This tells the more command to take its standard input from the file myfile instead of from the keyboard or some other file. (Remember, even when stdin is the keyboard, it is still seen as a file.)

What about errors? As I mentioned, stderr appears to be going to the same place as stdout. A quick way of showing that it doesn’t is by using output redirection and forcing an error. If wanted to list two directories and have the output go to a file, we run this command:

ls /bin /jimmo > /tmp/junk

We then get this message:

/jimmo not found

However, if we look in /tmp, there is indeed a file called junk that contains the output of the ls /bin portion of the command. What happened here was that we redirected stdout into the file /tmp/junk. It did this with the listing of /bin. However, because there was no directory /jimmo (at least not on my system), we got the error /jimmo not found. In other words, stdout went into the file, but stderr still went to the screen.

If we want to get the output and any error messages to go to the same place, we can do that. Using the same example with ls, the command would be:

ls /bin /jimmo > /tmp/junk 2>&1

The new part of the command is 2>&1, which says that file descriptor 2 (stderr) should go to the same place as file descriptor 1 (stdout). By changing the command slightly like this:

ls /bin /jimmo > /tmp/junk 2>/tmp/errors

we can tell the shell to send any errors someplace else. You will find quite often in shell scripts throughout the system that the file that error messages are sent to is /dev/null. This has the effect of ignoring the messages completely. They are neither displayed on the screen nor sent to a file.

Note that this command does not work as you would think:

ls /bin /jimmo 2>&1 > /tmp/junk

stderr to the same place as stdout before we redirect stdout. So, stderr goes to the screen, but stdout goes to the file specified.

Redirection can also be combined with pipes like this:

sort < names | head

or

ps | grep sh > ps.save

In the first example, the standard input of the sort command is redirected to point to the file names. Its output is then passed to the pipe. The standard input of the head command (which takes the first ten lines) also comes from the pipe. This would be the same as the command

sort names | head

which we see here:

In the second example, the ps command (process status) is piped through grep and all of the output is redirected to the file ps.save.

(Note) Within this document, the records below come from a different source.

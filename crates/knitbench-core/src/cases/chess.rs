//! Board-state memory: track pieces through a list of relocations.
//!
//! Moves are not checked for chess legality; the question only tests
//! whether the model can keep an accurate picture of the board.

use std::fmt;
use std::sync::OnceLock;

use rand::rngs::StdRng;
use rand::Rng;
use regex::Regex;

use super::{Grader, SuiteContext};
use crate::error::GenerationError;
use crate::model::{Answer, CaseKind, Query};
use crate::results::VerificationResult;

#[derive(Debug, Clone, Copy, PartialEq, Eq)]
pub enum Color {
    White,
    Black,
}

#[derive(Debug, Clone, Copy, PartialEq, Eq)]
pub enum PieceKind {
    King,
    Queen,
    Rook,
    Bishop,
    Knight,
    Pawn,
}

#[derive(Debug, Clone, Copy, PartialEq, Eq)]
pub struct Piece {
    pub color: Color,
    pub kind: PieceKind,
}

impl fmt::Display for Piece {
    fn fmt(&self, f: &mut fmt::Formatter<'_>) -> fmt::Result {
        let color = match self.color {
            Color::White => "white",
            Color::Black => "black",
        };
        let kind = match self.kind {
            PieceKind::King => "king",
            PieceKind::Queen => "queen",
            PieceKind::Rook => "rook",
            PieceKind::Bishop => "bishop",
            PieceKind::Knight => "knight",
            PieceKind::Pawn => "pawn",
        };
        write!(f, "{color} {kind}")
    }
}

/// Algebraic name of square index `0..64` (a1 = 0, h8 = 63).
pub fn square_name(sq: usize) -> String {
    format!("{}{}", (b'a' + (sq % 8) as u8) as char, sq / 8 + 1)
}

fn back_rank(sq: usize) -> bool {
    sq < 8 || sq >= 56
}

type Board = [Option<Piece>; 64];

fn free_square(rng: &mut StdRng, board: &Board, pawn: bool) -> usize {
    loop {
        let sq = rng.gen_range(0..64);
        if board[sq].is_none() && !(pawn && back_rank(sq)) {
            return sq;
        }
    }
}

fn random_piece(rng: &mut StdRng) -> Piece {
    const KINDS: [PieceKind; 5] = [
        PieceKind::Queen,
        PieceKind::Rook,
        PieceKind::Bishop,
        PieceKind::Knight,
        PieceKind::Pawn,
    ];
    Piece {
        color: if rng.gen_bool(0.5) {
            Color::White
        } else {
            Color::Black
        },
        kind: KINDS[rng.gen_range(0..KINDS.len())],
    }
}

struct Relocation {
    piece: Piece,
    from: usize,
    to: usize,
    captured: Option<Piece>,
}

impl fmt::Display for Relocation {
    fn fmt(&self, f: &mut fmt::Formatter<'_>) -> fmt::Result {
        write!(
            f,
            "The {} on {} moves to {}",
            self.piece,
            square_name(self.from),
            square_name(self.to)
        )?;
        if let Some(captured) = self.captured {
            write!(f, ", capturing the {captured}")?;
        }
        f.write_str(".")
    }
}

fn relocate(rng: &mut StdRng, board: &mut Board) -> Option<Relocation> {
    let occupied: Vec<usize> = (0..64).filter(|&s| board[s].is_some()).collect();
    let from = occupied[rng.gen_range(0..occupied.len())];
    let piece = board[from]?;
    let targets: Vec<usize> = (0..64)
        .filter(|&s| s != from)
        .filter(|&s| !board[s].is_some_and(|p| p.kind == PieceKind::King))
        .filter(|&s| !(piece.kind == PieceKind::Pawn && back_rank(s)))
        .collect();
    if targets.is_empty() {
        return None;
    }
    let to = targets[rng.gen_range(0..targets.len())];
    let captured = board[to].take();
    board[to] = board[from].take();
    Some(Relocation {
        piece,
        from,
        to,
        captured,
    })
}

fn board_re() -> &'static Regex {
    static RE: OnceLock<Regex> = OnceLock::new();
    RE.get_or_init(|| {
        Regex::new(
            r"(?i)\b(?:(white|black)\s+(king|queen|rook|bishop|knight|pawn)s?|(empty|nothing|no piece|unoccupied|vacant))\b",
        )
        .expect("board pattern is valid")
    })
}

/// Grades the occupant of one square. The last piece or emptiness
/// mention in the candidate is taken as its answer.
#[derive(Debug, Clone)]
pub struct BoardGrader {
    expected: Option<Piece>,
}

impl BoardGrader {
    pub fn new(expected: Option<Piece>) -> Self {
        Self { expected }
    }

    fn expected_text(&self) -> String {
        self.expected
            .map(|p| p.to_string())
            .unwrap_or_else(|| "empty".to_string())
    }

    pub fn grade(&self, candidate: &str) -> VerificationResult {
        let Some(caps) = board_re().captures_iter(candidate).last() else {
            return VerificationResult::fail("answer names no piece and does not say empty");
        };
        let answer = if caps.get(3).is_some() {
            "empty".to_string()
        } else {
            format!("{} {}", caps[1].to_lowercase(), caps[2].to_lowercase())
        };
        let expected = self.expected_text();
        if answer == expected {
            VerificationResult::pass()
        } else {
            VerificationResult::fail(format!("expected {expected}, answer says {answer}"))
        }
    }
}

pub(crate) fn generate(ctx: &SuiteContext) -> Result<Vec<Query>, GenerationError> {
    let kind = CaseKind::ChessMemory;
    let mut rng = ctx.rng_for(kind);
    let mut out = Vec::with_capacity(ctx.cases_per_kind);

    for i in 0..ctx.cases_per_kind {
        let mut board: Board = [None; 64];
        for color in [Color::White, Color::Black] {
            let sq = free_square(&mut rng, &board, false);
            board[sq] = Some(Piece {
                color,
                kind: PieceKind::King,
            });
        }
        for _ in 0..rng.gen_range(4..=8) {
            let piece = random_piece(&mut rng);
            let sq = free_square(&mut rng, &board, piece.kind == PieceKind::Pawn);
            board[sq] = Some(piece);
        }

        let setup: Vec<String> = (0..64)
            .filter_map(|s| board[s].map(|p| format!("{p} on {}", square_name(s))))
            .collect();

        let moves = rng.gen_range(4..=10);
        let mut lines = Vec::with_capacity(moves);
        for n in 1..=moves {
            let relocation = relocate(&mut rng, &mut board).ok_or_else(|| {
                GenerationError::new(kind, "no legal destination for a relocation")
            })?;
            lines.push(format!("{n}. {relocation}"));
        }

        let empty: Vec<usize> = (0..64).filter(|&s| board[s].is_none()).collect();
        let occupied: Vec<usize> = (0..64).filter(|&s| board[s].is_some()).collect();
        let target = if rng.gen_bool(0.3) {
            empty[rng.gen_range(0..empty.len())]
        } else {
            occupied[rng.gen_range(0..occupied.len())]
        };
        let occupant = board[target];
        let expected = occupant
            .map(|p| p.to_string())
            .unwrap_or_else(|| "empty".to_string());

        let question = format!(
            "Pieces are placed on a chessboard as follows: {}.\n\nThen these moves happen in \
             order (moves need not follow the rules of chess):\n{}\n\nAfter all of the moves, \
             what is on square {}? Answer with the colour and piece, for example \"black \
             rook\", or say \"empty\".",
            setup.join(", "),
            lines.join("\n"),
            square_name(target)
        );
        out.push(
            Query::new(
                kind,
                i,
                question,
                Answer::Text(expected),
                Grader::Board(BoardGrader::new(occupant)),
            )
            .with_param("square", square_name(target))
            .with_param("moves", moves),
        );
    }
    Ok(out)
}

If we want to redirect stderr, we can. The syntax is similar:

command 2> file

It’s possible to input multiple commands on the same command line. This can be accomplished by using a semi-colon (;) between commands. I have used this on occasion to create command lines like this:

man bash | col -b > man.tmp; vi man.tmp; rm man.tmp

This command redirects the output of the man-page for bash into the file man.tmp. (The pipe through col -b is necessary because of the way the man-pages are formatted.) Next, we are brought into the vi editor with the file man.tmp. After I exit vi, the command continues and removes my temporary file man.tmp. (After about the third time of doing this, it got pretty monotonous, so I created a shell script to do this for me. I’ll talk more about shell scripts later.)

Sometimes it is useful to not only redirect the output of a command to a file, but to monitor the output at the same time. One way would be to use to screens. The first re-directs the output of the command to a file. On the second screen you could read the output file as it is being written by using tail -f.

Alternative you can use the the tee command. As its name implies, the tee command creates a “T” whereby the output is sent to a the file specified as well as to standout. For example:

sort input_file | tee output_file

This command would send the output of the sort to the file output_file and to the screen (i.e. standard out).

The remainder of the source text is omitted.